Central Banks Increase Gold Reserves as Geopolitical Risks Reshape Investment Strategies

Central Banks Increase Gold Reserves as Geopolitical Risks Reshape Investment Strategies
Web Reporter
June 16, 2026

Growing geopolitical uncertainty and concerns about overreliance on the US dollar are prompting central banks around the world to strengthen their gold holdings, according to analysts and new survey data from the World Gold Council (WGC).

The latest WGC survey found that a record 45 percent of reserve managers expect their institutions to increase gold reserves over the next 12 months. The findings highlight gold’s expanding role in reserve management as central banks seek protection against geopolitical shocks, financial market volatility and concentration risks.

The survey, conducted between February and May, gathered responses from 74 central banks. Most participants completed the survey after the outbreak of conflict in the Middle East, making the results particularly relevant at a time of heightened regional tensions and uncertainty in global energy markets.

Analysts say the trend is not new but reflects a deeper shift that has been underway since 2022. Ahmed Azzam, head of market research at Equiti Group, said central banks have increasingly viewed gold as a strategic asset rather than a temporary safe haven during crises.

According to the survey, 93 percent of respondents now hold gold in their reserves, compared with 81 percent a year earlier. Among the main reasons cited for holding gold were its performance during periods of crisis, its ability to preserve value over the long term and its role as a hedge against inflation. Many reserve managers also highlighted gold’s usefulness in protecting against geopolitical risks.

The findings are particularly significant for Gulf countries, where currencies remain closely tied to the US dollar and energy exports continue to play a central role in economic policy. Analysts stressed that growing gold purchases should not be interpreted as a move away from the dollar.

Instead, central banks are seeking to diversify risks while maintaining the dollar’s dominant role in the global financial system. Gold is increasingly viewed as a complementary asset that can reduce vulnerability to sanctions, currency concentration and geopolitical disruptions.
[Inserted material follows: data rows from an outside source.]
//! Shared Kernel
//!
//! Vocabulary shared by every crate in the workspace:
//! - [`error::kind::ErrorKind`] and [`error::app_error::AppError`]
//! - Typed identifiers ([`id::Id`])
//!
//! Only things whose meaning does not change between domains belong here.

pub mod error {
    pub mod app_error;
    pub mod conversions;
    pub mod kind;
}
pub mod id;
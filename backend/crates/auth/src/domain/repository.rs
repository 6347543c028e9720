//! Repository Traits
//!
//! Interfaces for data persistence. Implementations are in the infra layer.

use chrono::{DateTime, Utc};

use crate::domain::entity::{token::StoredToken, user::User};
use crate::domain::value_object::{
    email::Email, token_kind::TokenKind, token_value::TokenValue, user_id::UserId,
};
use crate::error::AuthResult;

/// User directory
#[trait_variant::make(UserRepository: Send)]
pub trait LocalUserRepository {
    /// Create a new user. The email must not be taken.
    async fn create(&self, user: &User) -> AuthResult<()>;

    async fn find_by_id(&self, user_id: &UserId) -> AuthResult<Option<User>>;

    async fn find_by_email(&self, email: &Email) -> AuthResult<Option<User>>;

    async fn exists_by_email(&self, email: &Email) -> AuthResult<bool>;

    /// Persist changed fields of an existing user
    async fn update(&self, user: &User) -> AuthResult<()>;
}

/// Token storage primitives
///
/// Two disjoint groups, one per storage strategy. `TokenPolicy` only ever
/// calls the group matching its configured strategy.
///
/// Implementations must:
/// - keep token values unique per kind
/// - return expired rows from lookups untouched; the caller decides
///   liveness
/// - not return until the change is applied or has failed
#[trait_variant::make(TokenStorage: Send)]
pub trait LocalTokenStorage {
    // ------------------------------------------------------------------
    // Separate-table mode
    // ------------------------------------------------------------------

    /// Delete every token of `kind` owned by `user_id`. No-op when none exist.
    async fn delete_tokens_for_user(&self, kind: TokenKind, user_id: &UserId) -> AuthResult<()>;

    async fn insert_token(
        &self,
        kind: TokenKind,
        token: &TokenValue,
        user_id: &UserId,
        expires_at: DateTime<Utc>,
    ) -> AuthResult<()>;

    async fn find_token(&self, kind: TokenKind, token: &TokenValue)
    -> AuthResult<Option<StoredToken>>;

    // ------------------------------------------------------------------
    // Inline mode
    // ------------------------------------------------------------------

    /// Overwrite the token and expiry columns on the user row
    async fn update_inline_token(
        &self,
        kind: TokenKind,
        user_id: &UserId,
        token: &TokenValue,
        expires_at: DateTime<Utc>,
    ) -> AuthResult<()>;

    async fn find_inline_token(
        &self,
        kind: TokenKind,
        token: &TokenValue,
    ) -> AuthResult<Option<StoredToken>>;

    /// Null out the token and expiry columns. No-op when already empty.
    async fn clear_inline_token(&self, kind: TokenKind, user_id: &UserId) -> AuthResult<()>;
}
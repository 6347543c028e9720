//! Password Hashing
//!
//! Validation and Argon2id hashing for passwords chosen during a reset.
//!
//! - Unicode NFKC normalization before any length check
//! - Length limits per NIST SP 800-63B (code points, not bytes)
//! - Clear text is zeroized on drop and never printed
//! - Optional application-wide pepper appended before hashing

use std::fmt;

use argon2::{Argon2, PasswordHash, PasswordHasher, PasswordVerifier, password_hash::SaltString};
use rand::rngs::OsRng;
use thiserror::Error;
use unicode_normalization::UnicodeNormalization;
use zeroize::{Zeroize, ZeroizeOnDrop};

/// Minimum password length (NIST: SHALL be at least 8)
pub const MIN_PASSWORD_LENGTH: usize = 8;

/// Maximum password length (NIST: SHOULD permit at least 64)
pub const MAX_PASSWORD_LENGTH: usize = 128;

/// Password policy violations
#[derive(Debug, Clone, PartialEq, Eq, Error)]
pub enum PasswordPolicyError {
    #[error("Password cannot be empty or contain only whitespace")]
    EmptyOrWhitespace,

    #[error("Password must be at least {min} characters (got {actual})")]
    TooShort { min: usize, actual: usize },

    #[error("Password must be at most {max} characters (got {actual})")]
    TooLong { max: usize, actual: usize },

    #[error("Password contains invalid control characters")]
    InvalidCharacter,
}

/// Hashing/verification failures
#[derive(Debug, Error)]
pub enum PasswordHashError {
    #[error("Password hashing failed: {0}")]
    HashingFailed(String),

    #[error("Invalid password hash format")]
    InvalidHashFormat,
}

/// Validated clear text password, zeroized on drop.
///
/// Not `Clone` on purpose; Debug output is redacted.
#[derive(Zeroize, ZeroizeOnDrop)]
pub struct NewPassword(String);

impl NewPassword {
    pub fn new(raw: String) -> Result<Self, PasswordPolicyError> {
        let normalized: String = raw.nfkc().collect();

        if normalized.trim().is_empty() {
            return Err(PasswordPolicyError::EmptyOrWhitespace);
        }

        let char_count = normalized.chars().count();
        if char_count < MIN_PASSWORD_LENGTH {
            return Err(PasswordPolicyError::TooShort {
                min: MIN_PASSWORD_LENGTH,
                actual: char_count,
            });
        }
        if char_count > MAX_PASSWORD_LENGTH {
            return Err(PasswordPolicyError::TooLong {
                max: MAX_PASSWORD_LENGTH,
                actual: char_count,
            });
        }

        // Space, tab and newline are allowed
        if normalized
            .chars()
            .any(|ch| ch.is_control() && ch != '\t' && ch != '\n')
        {
            return Err(PasswordPolicyError::InvalidCharacter);
        }

        Ok(Self(normalized))
    }

    fn peppered(&self, pepper: Option<&[u8]>) -> Vec<u8> {
        let mut bytes = self.0.as_bytes().to_vec();
        if let Some(p) = pepper {
            bytes.extend_from_slice(p);
        }
        bytes
    }

    /// Hash with Argon2id (default OWASP parameters: m=19 MiB, t=2, p=1)
    pub fn hash(&self, pepper: Option<&[u8]>) -> Result<StoredPasswordHash, PasswordHashError> {
        let mut bytes = self.peppered(pepper);
        let salt = SaltString::generate(&mut OsRng);

        let result = Argon2::default()
            .hash_password(&bytes, &salt)
            .map(|hash| StoredPasswordHash {
                phc: hash.to_string(),
            })
            .map_err(|e| PasswordHashError::HashingFailed(e.to_string()));

        bytes.zeroize();
        result
    }
}

impl fmt::Debug for NewPassword {
    fn fmt(&self, f: &mut fmt::Formatter<'_>) -> fmt::Result {
        f.debug_tuple("NewPassword").field(&"[REDACTED]").finish()
    }
}

/// Argon2id hash in PHC string format, safe to persist
#[derive(Clone, PartialEq, Eq)]
pub struct StoredPasswordHash {
    phc: String,
}

impl StoredPasswordHash {
    /// Parse a PHC string loaded from storage
    pub fn from_phc_string(s: impl Into<String>) -> Result<Self, PasswordHashError> {
        let phc = s.into();
        PasswordHash::new(&phc).map_err(|_| PasswordHashError::InvalidHashFormat)?;
        Ok(Self { phc })
    }

    pub fn as_phc_string(&self) -> &str {
        &self.phc
    }

    pub fn into_phc_string(self) -> String {
        self.phc
    }

    /// Verify a candidate password. The pepper must match the one used to hash.
    pub fn verify(&self, password: &NewPassword, pepper: Option<&[u8]>) -> bool {
        let Ok(parsed) = PasswordHash::new(&self.phc) else {
            return false;
        };
        let mut bytes = password.peppered(pepper);
        let ok = Argon2::default().verify_password(&bytes, &parsed).is_ok();
        bytes.zeroize();
        ok
    }
}

impl fmt::Debug for StoredPasswordHash {
    fn fmt(&self, f: &mut fmt::Formatter<'_>) -> fmt::Result {
        f.debug_struct("StoredPasswordHash")
            .field("phc", &"[HASH]")
            .finish()
    }
}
The survey also revealed changes in how central banks manage their gold holdings. Nine percent reported increasing domestic storage of gold during the past year, while 10 percent said they had diversified overseas storage locations. Analysts view these moves as evidence that central banks are paying greater attention to direct control and accessibility of their reserve assets.

The trend could have wider implications for the Gulf region. The United Arab Emirates has become an important hub for gold trading and refining, while Saudi Arabia is investing heavily in mining and mineral development as part of its economic diversification plans.

Despite strong demand from central banks, consumer demand for gold jewellery across the Middle East has weakened due to high prices. However, analysts say continued official-sector purchases are providing long-term support for the market.

While central bank demand may help underpin gold prices, experts caution that the market remains vulnerable to swings driven by investor sentiment, interest rates and broader economic conditions. Still, many believe central banks will remain steady buyers as they focus on strengthening reserves against an increasingly uncertain global backdrop.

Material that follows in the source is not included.